All of these are 100% true! But, that’s a focus on how the analyst should develop their own skills, and this post is more of a process-oriented one.

With that, I’ll move on to the three types of analytics requests.

Hypothesis Testing: High Value and SEXY!

Hands-down, testing and validation of hypotheses is the sexiest and, if done well, highest value way for an analyst to contribute to their organization. Any analysis — regardless of whether it uses A/B or multivariate testing, web analytics, voice of the customer data, or even secondary research — is most effective when it is framed as an effort to disprove or fail to disprove a specific hypothesis. This is actually a topic I’m going to go into a lot of detail (with templates and tools) on during one of the eMetrics San Francisco sessions I’m presenting in a couple of weeks.

The bitch when it comes to getting really good hypotheses is that “hypothesis” is not a word that marketers jump up and down with excitement over. Here’s how I’m starting to work around that: by asking business users to frame their testing and analysis requests in two parts:

Part 1: “I believe…[some idea]”

Part 2: “If I am right, we will…[take some action]“

This construct does a couple of things:

  • It forces some clarity around the idea or question. Even if the requestor says, “Look. I really have NO IDEA if it’s ‘A’ or ‘B’!” you can respond with, “It doesn’t really matter. Pick one and articulate what you will do if that one is true. If you wouldn’t do anything different if that one is true, then pick the other one.”
  • It forces a little bit of thought on the part of the requestor as to the actionability of the analysis.

And…it does this in plain, non-scary English.

So, great. It’s a hypothesis. But, how do you decide which hypotheses to tackle first? Prioritization is messy. It always is and it always will be. Rather than falling back on the simplistic theory of “effort and expected impact” for the analysis, how about tackling it with a bit more sophistication:

  • What is the best approach to testing this hypothesis (web analytics, social media analysis, A/B testing, site survey data analysis, usability testing, …)? That will inform who in your organization would be best suited to conduct the analysis, and it will inform the level of effort required. 
  • What is the likelihood that the hypothesis will be shown to be true? Frankly, if someone is on a fishing expedition and has a hypothesis that making the background of the home page flash in contrasting colors…common sense would say, “That’s a dumb idea. Maybe we don’t need to prove it if we have hypotheses that our experience says are probably better ones to validate.”
  • What is the likelihood that we actually will take action if we validate the hypothesis? You’ve got a great hypothesis about shortening the length of your registration form…but the registration system is so ancient and fragile that any time a developer even tries to check the code out to work on it, the production code breaks.

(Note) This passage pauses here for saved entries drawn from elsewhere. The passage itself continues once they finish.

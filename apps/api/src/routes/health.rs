use axum::{extract::State, Json};
use serde_json::{json, Value};

use crate::state::AppState;

/// GET /health
/// Returns a simple status object with service version and cache mode.
pub async fn health_handler(State(state): State<AppState>) -> Json<Value> {
    Json(json!({
        "status": "ok",
        "version": env!("CARGO_PKG_VERSION"),
        "service": "careerkit-api",
        "cacheEnabled": state.cache.is_enabled()
    }))
}
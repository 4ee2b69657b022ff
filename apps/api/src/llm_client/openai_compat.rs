//! OpenAI-compatible chat completions backend, shared by OpenRouter and Groq.

use async_trait::async_trait;
use reqwest::Client;
use serde::{Deserialize, Serialize};
use tracing::warn;

use super::{provider_error_message, ChatProvider, CompletionRequest, LlmError, Provider};

pub const OPENROUTER_API_BASE: &str = "https://openrouter.ai/api/v1";
pub const GROQ_API_BASE: &str = "https://api.groq.com/openai/v1";

/// Sent to OpenRouter so usage shows up under this app in their dashboard.
const OPENROUTER_APP_TITLE: &str = "CareerKit";

#[derive(Debug, Serialize)]
struct ChatCompletionRequest<'a> {
    model: &'a str,
    messages: [ChatMessage<'a>; 2],
    temperature: f32,
    max_tokens: u32,
}

#[derive(Debug, Serialize)]
struct ChatMessage<'a> {
    role: &'a str,
    content: &'a str,
}

#[derive(Debug, Deserialize)]
struct ChatCompletionResponse {
    #[serde(default)]
    choices: Vec<Choice>,
}

#[derive(Debug, Deserialize)]
struct Choice {
    message: AssistantMessage,
}

#[derive(Debug, Deserialize)]
struct AssistantMessage {
    content: Option<String>,
}

impl ChatCompletionResponse {
    fn into_text(self) -> Option<String> {
        self.choices
            .into_iter()
            .next()
            .and_then(|c| c.message.content)
    }
}

/// Talks to any `/chat/completions` endpoint that follows the OpenAI schema.
pub struct OpenAiCompatProvider {
    client: Client,
    provider: Provider,
    base_url: String,
    api_key: Option<String>,
}

impl OpenAiCompatProvider {
    pub fn openrouter(client: Client, api_key: Option<String>) -> Self {
        Self {
            client,
            provider: Provider::OpenRouter,
            base_url: OPENROUTER_API_BASE.to_string(),
            api_key,
        }
    }

    pub fn groq(client: Client, api_key: Option<String>) -> Self {
        Self {
            client,
            provider: Provider::Groq,
            base_url: GROQ_API_BASE.to_string(),
            api_key,
        }
    }

    pub fn with_base_url(mut self, base_url: impl Into<String>) -> Self {
        self.base_url = base_url.into();
        self
    }
}

#[async_trait]
impl ChatProvider for OpenAiCompatProvider {
    fn provider(&self) -> Provider {
        self.provider
    }

    async fn complete(&self, request: &CompletionRequest<'_>) -> Result<String, LlmError> {
        let api_key = self
            .api_key
            .as_deref()
            .ok_or(LlmError::MissingApiKey(self.provider))?;

        let body = ChatCompletionRequest {
            model: request.model,
            messages: [
                ChatMessage {
                    role: "system",
                    content: request.system,
                },
                ChatMessage {
                    role: "user",
                    content: request.user,
                },
            ],
            temperature: request.temperature,
            max_tokens: request.max_tokens,
        };

        let mut http = self
            .client
            .post(format!("{}/chat/completions", self.base_url))
            .bearer_auth(api_key)
            .json(&body);
        if self.provider == Provider::OpenRouter {
            http = http.header("X-Title", OPENROUTER_APP_TITLE);
        }

        let response = http.send().await?;
        let status = response.status();

        if !status.is_success() {
            let body = response.text().await.unwrap_or_default();
            warn!("{} API returned {}", self.provider, status);
            return Err(LlmError::Api {
                status: status.as_u16(),
                message: provider_error_message(body),
            });
        }

        let parsed: ChatCompletionResponse = response.json().await?;
        parsed.into_text().ok_or(LlmError::EmptyContent)
    }
}
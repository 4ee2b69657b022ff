//! Response cache — best-effort memoization of expensive generations.
//!
//! `ResponseCache` is the only type handlers touch. It wraps an optional
//! injected `CacheStore`; with no store every call is a no-op, so callers
//! treat "cache disabled" and "cache miss" identically. Backend failures are
//! logged and degrade to a miss. There is no stampede protection: concurrent
//! misses on one key each recompute and overwrite.

use std::sync::Arc;
use std::time::Duration;

use async_trait::async_trait;
use serde::{de::DeserializeOwned, Serialize};
use sha2::{Digest, Sha256};
use thiserror::Error;
use tracing::{debug, warn};

pub mod memory;
pub mod redis_store;

pub use memory::MemoryCacheStore;
pub use redis_store::RedisCacheStore;

/// Every key written by CareerKit starts with this, so the store can be shared.
pub const KEY_PREFIX: &str = "careerkit:";

#[derive(Debug, Error)]
pub enum CacheError {
    #[error("Redis error: {0}")]
    Redis(#[from] redis::RedisError),

    #[error("Serialization error: {0}")]
    Serde(#[from] serde_json::Error),
}

/// A string key-value store with per-entry TTL.
///
/// Patterns use Redis glob syntax (`*`, `?`, `[...]`, `[^...]`, `\x`).
#[async_trait]
pub trait CacheStore: Send + Sync {
    async fn get(&self, key: &str) -> Result<Option<String>, CacheError>;

    async fn set(&self, key: &str, value: &str, ttl: Duration) -> Result<(), CacheError>;

    /// Returns whether a key was removed.
    async fn delete(&self, key: &str) -> Result<bool, CacheError>;

    /// Returns how many keys were removed.
    async fn delete_matching(&self, pattern: &str) -> Result<usize, CacheError>;
}

#[derive(Clone)]
pub struct ResponseCache {
    store: Option<Arc<dyn CacheStore>>,
    default_ttl: Duration,
}

impl ResponseCache {
    pub fn new(store: Arc<dyn CacheStore>, default_ttl: Duration) -> Self {
        Self {
            store: Some(store),
            default_ttl,
        }
    }

    /// A cache with no backing store: every read misses, every write is dropped.
    pub fn disabled() -> Self {
        Self {
            store: None,
            default_ttl: Duration::ZERO,
        }
    }

    pub fn is_enabled(&self) -> bool {
        self.store.is_some()
    }

    pub async fn get_from_cache<T: DeserializeOwned>(&self, key: &str) -> Option<T> {
        let store = self.store.as_ref()?;
        let key = namespaced(key);

        let raw = match store.get(&key).await {
            Ok(raw) => raw?,
            Err(e) => {
                warn!(key = %key, "Cache read failed, treating as miss: {e}");
                return None;
            }
        };

        match serde_json::from_str(&raw) {
            Ok(value) => {
                debug!(key = %key, "Cache hit");
                Some(value)
            }
            Err(e) => {
                warn!(key = %key, "Cached value did not deserialize, treating as miss: {e}");
                None
            }
        }
    }

    /// Stores `value` for `expiry_in_seconds`, or the configured default TTL.
    /// Returns `false` when the cache is disabled or the write failed.
    pub async fn set_in_cache<T: Serialize>(
        &self,
        key: &str,
        value: &T,
        expiry_in_seconds: Option<u64>,
    ) -> bool {
        let Some(store) = self.store.as_ref() else {
            return false;
        };
        let key = namespaced(key);
        let ttl = expiry_in_seconds
            .map(Duration::from_secs)
            .unwrap_or(self.default_ttl);

        let result = match serde_json::to_string(value) {
            Ok(raw) => store.set(&key, &raw, ttl).await,
            Err(e) => Err(CacheError::Serde(e)),
        };

        match result {
            Ok(()) => true,
            Err(e) => {
                warn!(key = %key, "Cache write failed: {e}");
                false
            }
        }
    }

    pub async fn delete_from_cache(&self, key: &str) -> bool {
        let Some(store) = self.store.as_ref() else {
            return false;
        };
        let key = namespaced(key);
        store.delete(&key).await.unwrap_or_else(|e| {
            warn!(key = %key, "Cache delete failed: {e}");
            false
        })
    }

    /// Removes every key matching `pattern` (prefix is added automatically).
    pub async fn clear_cache_pattern(&self, pattern: &str) -> usize {
        let Some(store) = self.store.as_ref() else {
            return 0;
        };
        let pattern = namespaced(pattern);
        store.delete_matching(&pattern).await.unwrap_or_else(|e| {
            warn!(pattern = %pattern, "Cache pattern clear failed: {e}");
            0
        })
    }
}

fn namespaced(key: &str) -> String {
    if key.starts_with(KEY_PREFIX) {
        key.to_string()
    } else {
        format!("{KEY_PREFIX}{key}")
    }
}

/// Builds a cache key `<namespace>:<sha256 of parts>`. Parts are
/// length-delimited so `["ab", "c"]` and `["a", "bc"]` differ.
pub fn cache_key(namespace: &str, parts: &[&str]) -> String {
    let mut hasher = Sha256::new();
    for part in parts {
        hasher.update((part.len() as u64).to_le_bytes());
        hasher.update(part.as_bytes());
    }
    format!("{namespace}:{:x}", hasher.finalize())
}

/// Redis glob match: `*`, `?`, `[abc]`, `[^abc]`, `[a-z]` and `\x` escapes.
pub(crate) fn glob_match(pattern: &str, text: &str) -> bool {
    let p: Vec<char> = pattern.chars().collect();
    let t: Vec<char> = text.chars().collect();
    match_from(&p, &t)
}

fn match_from(p: &[char], t: &[char]) -> bool {
    let Some((&head, rest)) = p.split_first() else {
        return t.is_empty();
    };

    match head {
        '*' => {
            let rest = &rest[rest.iter().take_while(|c| **c == '*').count()..];
            rest.is_empty() || (0..=t.len()).any(|i| match_from(rest, &t[i..]))
        }
        '?' => !t.is_empty() && match_from(rest, &t[1..]),
        '[' => match t.split_first() {
            Some((&c, t_rest)) => {
                let (matched, consumed) = match_class(rest, c);
                matched && match_from(&rest[consumed..], t_rest)
            }
            None => false,
        },
        '\\' if !rest.is_empty() => {
            t.first() == Some(&rest[0]) && match_from(&rest[1..], &t[1..])
        }
        literal => t.first() == Some(&literal) && match_from(rest, &t[1..]),
    }
}

/// Matches `c` against the class body following `[`. Returns whether it
/// matched and how many pattern chars were consumed, closing `]` included.
/// An unterminated class runs to the end of the pattern, as in Redis.
fn match_class(p: &[char], c: char) -> (bool, usize) {
    let negate = p.first() == Some(&'^');
    let mut i = usize::from(negate);
    let mut matched = false;

    while i < p.len() && p[i] != ']' {
        if p[i] == '\\' && i + 1 < p.len() {
            matched |= p[i + 1] == c;
            i += 2;
        } else if i + 2 < p.len() && p[i + 1] == '-' && p[i + 2] != ']' {
            let (lo, hi) = if p[i] <= p[i + 2] {
                (p[i], p[i + 2])
            } else {
                (p[i + 2], p[i])
            };
            matched |= (lo..=hi).contains(&c);
            i += 3;
        } else {
            matched |= p[i] == c;
            i += 1;
        }
    }
    if i < p.len() {
        i += 1;
    }

    (matched != negate, i)
}
//! Fallback Orchestrator — PRIMARY → SECONDARY → TEMPLATE.
//!
//! Attempts are strictly sequential: the secondary provider is only called
//! after the primary's failure has been observed. Each attempt is bounded by
//! its own timeout. The template stage cannot fail, so every request ends
//! with exactly one `FallbackResult`.

use std::time::Duration;

use serde::{Deserialize, Serialize};
use tracing::{info, warn};

use crate::llm_client::prompts::build_system_prompt;
use crate::llm_client::{LlmClient, ModelChoice};
use crate::routing::selector::{DEFAULT_LANGUAGE, GEMINI_FLASH, OPENROUTER_LLAMA_LARGE};
use crate::routing::task::{max_tokens_for, TaskType};
use crate::training::generator::TrainingPlanRequest;
use crate::training::prompts::{build_training_plan_prompt, TRAINING_PLAN_SYSTEM};
use crate::training::template::render_template;

pub const PRIMARY_MODEL: ModelChoice = OPENROUTER_LLAMA_LARGE;
pub const SECONDARY_MODEL: ModelChoice = GEMINI_FLASH;

/// Which stage produced the text.
#[derive(Debug, Clone, Copy, PartialEq, Eq, Serialize, Deserialize)]
#[serde(rename_all = "lowercase")]
pub enum SourceProvider {
    Primary,
    Secondary,
    Template,
}

impl SourceProvider {
    pub fn as_str(&self) -> &'static str {
        match self {
            SourceProvider::Primary => "primary",
            SourceProvider::Secondary => "secondary",
            SourceProvider::Template => "template",
        }
    }
}

#[derive(Debug, Clone, PartialEq, Serialize, Deserialize)]
#[serde(rename_all = "camelCase")]
pub struct FallbackResult {
    pub text: String,
    pub source_provider: SourceProvider,
    /// Model that produced `text`; `None` for the template.
    pub model: Option<String>,
}

#[derive(Debug, Clone, Copy, PartialEq, Eq)]
enum FallbackStage {
    Primary,
    Secondary,
    Template,
}

/// Runs the fallback chain for one training plan request.
pub async fn generate_training_plan_with_fallback(
    llm: &LlmClient,
    request: &TrainingPlanRequest,
    attempt_timeout: Duration,
) -> FallbackResult {
    let system = build_system_prompt(
        TRAINING_PLAN_SYSTEM,
        request.language.as_deref().unwrap_or(DEFAULT_LANGUAGE),
    );
    let prompt = build_training_plan_prompt(
        &request.title,
        &request.objectives,
        request.duration.as_deref(),
        request.audience.as_deref(),
        request.level.as_deref(),
    );
    let task = TaskType::TrainingPlan;
    let max_tokens = max_tokens_for(task.default_content_length());

    let attempt = |choice: ModelChoice| {
        let system = &system;
        let prompt = &prompt;
        async move {
            llm.generate_content_within(
                attempt_timeout,
                &choice,
                system,
                prompt,
                task.temperature(),
                max_tokens,
            )
            .await
        }
    };

    let mut stage = FallbackStage::Primary;
    loop {
        stage = match stage {
            FallbackStage::Primary => match attempt(PRIMARY_MODEL).await {
                Ok(text) => return generated(text, SourceProvider::Primary, PRIMARY_MODEL),
                Err(e) => {
                    warn!(
                        provider = %PRIMARY_MODEL.provider,
                        class = e.class().as_str(),
                        "Primary training plan attempt failed: {e}"
                    );
                    FallbackStage::Secondary
                }
            },
            FallbackStage::Secondary => match attempt(SECONDARY_MODEL).await {
                Ok(text) => return generated(text, SourceProvider::Secondary, SECONDARY_MODEL),
                Err(e) => {
                    warn!(
                        provider = %SECONDARY_MODEL.provider,
                        class = e.class().as_str(),
                        "Secondary training plan attempt failed: {e}"
                    );
                    FallbackStage::Template
                }
            },
            FallbackStage::Template => {
                info!("All providers failed, serving template training plan");
                return FallbackResult {
                    text: render_template(request),
                    source_provider: SourceProvider::Template,
                    model: None,
                };
            }
        };
    }
}

fn generated(text: String, source: SourceProvider, choice: ModelChoice) -> FallbackResult {
    info!(
        source = source.as_str(),
        provider = %choice.provider,
        model = choice.model,
        "Training plan generated"
    );
    FallbackResult {
        text,
        source_provider: source,
        model: Some(choice.model.to_string()),
    }
}
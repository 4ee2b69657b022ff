// Prompt constants for the single-shot career tools.
// Each user template has one placeholder: {input}.

use crate::routing::TaskType;
use crate::training::prompts::TRAINING_PLAN_SYSTEM;

pub const JOB_DESCRIPTION_SYSTEM: &str = "You are an experienced HR business partner \
    who writes clear, inclusive, and accurate job descriptions. \
    Avoid gendered language, jargon, and unnecessary requirements.";

pub const JOB_DESCRIPTION_TEMPLATE: &str = r#"Write a job description from these details:

{input}

Include, in order: Role Summary, Key Responsibilities, Required Qualifications,
Preferred Qualifications, and What We Offer. Do NOT invent salary figures or benefits
that are not in the details."#;

pub const INTERVIEW_PREP_SYSTEM: &str = "You are an interview coach who has run \
    hundreds of structured interviews. You prepare candidates honestly and concretely.";

pub const INTERVIEW_PREP_TEMPLATE: &str = r#"Prepare interview practice material for:

{input}

Group likely questions into Behavioral, Technical, and Role-Specific. For each question,
list what a strong answer covers and one good follow-up question an interviewer may ask."#;

pub const RESUME_TRANSFORMATION_SYSTEM: &str = "You are an expert resume writer. \
    You rewrite content to be concise and results-oriented. \
    You NEVER invent employers, dates, titles, or metrics.";

pub const RESUME_TRANSFORMATION_TEMPLATE: &str = r#"Rewrite the following resume content:

{input}

Use strong action verbs, one idea per bullet, and quantify impact ONLY where the source
already contains numbers. Keep every employer, title, and date exactly as given."#;

pub const LEARNING_CONTENT_SYSTEM: &str = "You are an instructional designer who turns \
    topics into engaging, self-paced learning material.";

pub const LEARNING_CONTENT_TEMPLATE: &str = r#"Create learning content on:

{input}

Include: a short introduction, core concepts with examples, two practice exercises with
answers, and a summary of key takeaways."#;

pub const TRAINING_PLAN_TEMPLATE: &str = r#"Design a training plan for:

{input}

Include an overview, measurable objectives, a module-by-module schedule, assessment,
and resources."#;

/// Returns `(system prompt, user template)` for a task.
pub fn prompts_for(task: TaskType) -> (&'static str, &'static str) {
    match task {
        TaskType::JobDescription => (JOB_DESCRIPTION_SYSTEM, JOB_DESCRIPTION_TEMPLATE),
        TaskType::InterviewPrep => (INTERVIEW_PREP_SYSTEM, INTERVIEW_PREP_TEMPLATE),
        TaskType::ResumeTransformation => {
            (RESUME_TRANSFORMATION_SYSTEM, RESUME_TRANSFORMATION_TEMPLATE)
        }
        TaskType::LearningContent => (LEARNING_CONTENT_SYSTEM, LEARNING_CONTENT_TEMPLATE),
        TaskType::TrainingPlan => (TRAINING_PLAN_SYSTEM, TRAINING_PLAN_TEMPLATE),
    }
}
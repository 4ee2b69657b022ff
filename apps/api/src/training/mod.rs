// Training plan generation with provider fallback.
// Primary (OpenRouter/Llama) → Secondary (Gemini) → static template.
// All LLM calls go through llm_client.

pub mod fallback;
pub mod generator;
pub mod handlers;
pub mod prompts;
pub mod template;
use std::time::Duration;

use anyhow::{Context, Result};

/// Application configuration loaded from environment variables.
///
/// Only `DATABASE_URL` is required. Provider keys and the Redis URL are
/// optional: a missing key makes that provider fail at call time so the
/// fallback chain can move on, and a missing Redis URL selects the in-process
/// cache.
#[derive(Debug, Clone)]
pub struct Config {
    pub database_url: String,
    pub redis_url: Option<String>,
    pub cache_disabled: bool,
    pub cache_ttl_secs: u64,
    pub openrouter_api_key: Option<String>,
    pub gemini_api_key: Option<String>,
    pub groq_api_key: Option<String>,
    pub provider_timeout_secs: u64,
    pub port: u16,
    pub rust_log: String,
}

impl Config {
    pub fn from_env() -> Result<Self> {
        dotenvy::dotenv().ok(); // load .env if present; ignore if missing

        Ok(Config {
            database_url: require_env("DATABASE_URL")?,
            redis_url: optional_env("REDIS_URL"),
            cache_disabled: optional_env("CACHE_DISABLED")
                .map(|v| matches!(v.to_ascii_lowercase().as_str(), "1" | "true" | "yes"))
                .unwrap_or(false),
            cache_ttl_secs: parse_or("CACHE_TTL_SECS", 3600)?,
            openrouter_api_key: optional_env("OPENROUTER_API_KEY"),
            gemini_api_key: optional_env("GEMINI_API_KEY"),
            groq_api_key: optional_env("GROQ_API_KEY"),
            provider_timeout_secs: parse_or("PROVIDER_TIMEOUT_SECS", 30)?,
            port: parse_or("PORT", 8080)?,
            rust_log: std::env::var("RUST_LOG").unwrap_or_else(|_| "info".to_string()),
        })
    }

    /// Wall-clock bound for a single provider attempt.
    pub fn provider_timeout(&self) -> Duration {
        Duration::from_secs(self.provider_timeout_secs)
    }

    pub fn cache_ttl(&self) -> Duration {
        Duration::from_secs(self.cache_ttl_secs)
    }
}

fn require_env(key: &str) -> Result<String> {
    std::env::var(key).with_context(|| format!("Required environment variable '{key}' is not set"))
}

/// Returns the variable's value, treating unset and blank the same.
fn optional_env(key: &str) -> Option<String> {
    std::env::var(key)
        .ok()
        .map(|v| v.trim().to_string())
        .filter(|v| !v.is_empty())
}

fn parse_or<T>(key: &str, default: T) -> Result<T>
where
    T: std::str::FromStr,
    T::Err: std::error::Error + Send + Sync + 'static,
{
    match optional_env(key) {
        Some(raw) => raw
            .parse::<T>()
            .with_context(|| format!("{key} must be a valid number, got '{raw}'")),
        None => Ok(default),
    }
}
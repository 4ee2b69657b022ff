// Single-shot career tools: job descriptions, interview prep, resume
// transformation, learning content. Routed through the model selector,
// no provider fallback.

pub mod generator;
pub mod handlers;
pub mod prompts;
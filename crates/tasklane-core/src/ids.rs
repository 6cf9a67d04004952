//! Timestamp-derived task ids.
//!
//! An id is the unpadded digits of the local creation time: years since
//! 1900, zero-based month, day, hour, minute, second and millisecond, so
//! 2026-10-19 09:05:03.042 becomes `12691995342`. Two
//! creations inside the same millisecond compose the same digits; the
//! caller resolves that with [`unique_id`].

use chrono::{DateTime, Datelike, Local, TimeZone, Timelike};

use crate::store::Snapshot;
use crate::task::TaskId;

pub fn compose_id<Tz: TimeZone>(at: &DateTime<Tz>) -> TaskId {
    let millis = at.timestamp_subsec_millis().min(999);
    let digits = format!(
        "{}{}{}{}{}{}{}",
        at.year() - 1900,
        at.month0(),
        at.day(),
        at.hour(),
        at.minute(),
        at.second(),
        millis
    );
    TaskId::new(digits)
}

/// Composes the id for `at`, suffixing `-N` when that id is already taken.
pub fn unique_id<Tz: TimeZone>(at: &DateTime<Tz>, existing: &Snapshot) -> TaskId {
    let base = compose_id(at);
    if !existing.contains(&base) {
        return base;
    }

    let mut n = 1u32;
    loop {
        let candidate = TaskId::new(format!("{base}-{n}"));
        if !existing.contains(&candidate) {
            tracing::debug!(base = %base, id = %candidate, "timestamp id collided; suffixed");
            return candidate;
        }
        n += 1;
    }
}

pub fn next_id(existing: &Snapshot) -> TaskId {
    unique_id(&Local::now(), existing)
}

#[cfg(test)]
mod tests {
    use chrono::{NaiveDate, TimeZone, Utc};

    use super::{compose_id, unique_id};
    use crate::store::Snapshot;
    use crate::task::{Task, TaskId};

    fn at(ms: u32) -> chrono::DateTime<Utc> {
        let naive = NaiveDate::from_ymd_opt(2026, 10, 19)
            .and_then(|d| d.and_hms_milli_opt(9, 5, 3, ms))
            .expect("valid timestamp");
        Utc.from_utc_datetime(&naive)
    }

    #[test]
    fn composes_unpadded_fields() {
        assert_eq!(compose_id(&at(42)), TaskId::from("12691995342"));
        assert_eq!(compose_id(&at(0)).as_str(), "1269199530");
    }

    #[test]
    fn suffixes_on_collision() {
        let base = compose_id(&at(7));
        let mut existing = Snapshot::default();
        existing.active.push(Task::new("a", base.clone()));
        existing
            .trash
            .push(Task::new("b", TaskId::new(format!("{base}-1"))));

        let id = unique_id(&at(7), &existing);
        assert_eq!(id, TaskId::new(format!("{base}-2")));
        assert_eq!(unique_id(&at(8), &existing), compose_id(&at(8)));
    }
}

Or…political winds are blowing such that, even if you prove that always having an intrusive splash page pop up when someone comes to your home page is hurting the site…it’s not going to change.
  • What will be the effort (time and resources) to validate the hypothesis? Now, you damn well better have nailed down a basic approach before answering this. But, if it’s going to take an hour to test the hypothesis, even if it’s a bit of a flier, it may be worth doing. If it’s going to take 40 hours, it might not be.
  • What is the business value if this hypothesis gets validated (and acted upon)? This is the “impact” one, but I like “value” over “impact” because it’s a little looser.

I’ve had good results when taking criteria along these lines and building a simple scoring system — assigning High, Medium, Low, or Unknown for each one, and then plugging in some weighted scores for each value for each criteria. The formula won’t automatically prioritize the hypotheses, but it does give you a list that is sortable in a logical way, It, at least, reveals the “top candidates” and the “stinkers.”

Performance Measurement (think “Reporting”)

Analysts can provide a lot of value by setting up automated (or near-automated) performance measurement dashboards and reports. These are recurring (hypothesis testing is not — once you test a hypothesis, you don’t need to keep retesting it unless you make some change that makes sense to do so).

Any recurring report* should be goal- and KPI-oriented. KPIs and some basic contextual/supporting metrics should go on the dashboard, targets need to be set (and set up such that alerts are triggered when a KPI slips). Figuring out what should go on a well-designed dashboard comes down to answering two questions:

  1. What are we trying to achieve? (What are our business goals for this thing we will be reporting on?)
  2. How will we know that we’re doing that? (What are our KPIs?)

They need to get asked and answered in order, and that’s a messier exercise oftentimes than we’d like it to be. Analysts can play a strong role in getting these questions appropriately answered…but that’s a topic for another time.

Every other recurring report that is requested should be linkable back to a dashboard (“I have KPIs for my paid search performance, so I’d like to always get a list of the keywords and their individual performance so I have that as a quick reference if a KPI changes drastically.”)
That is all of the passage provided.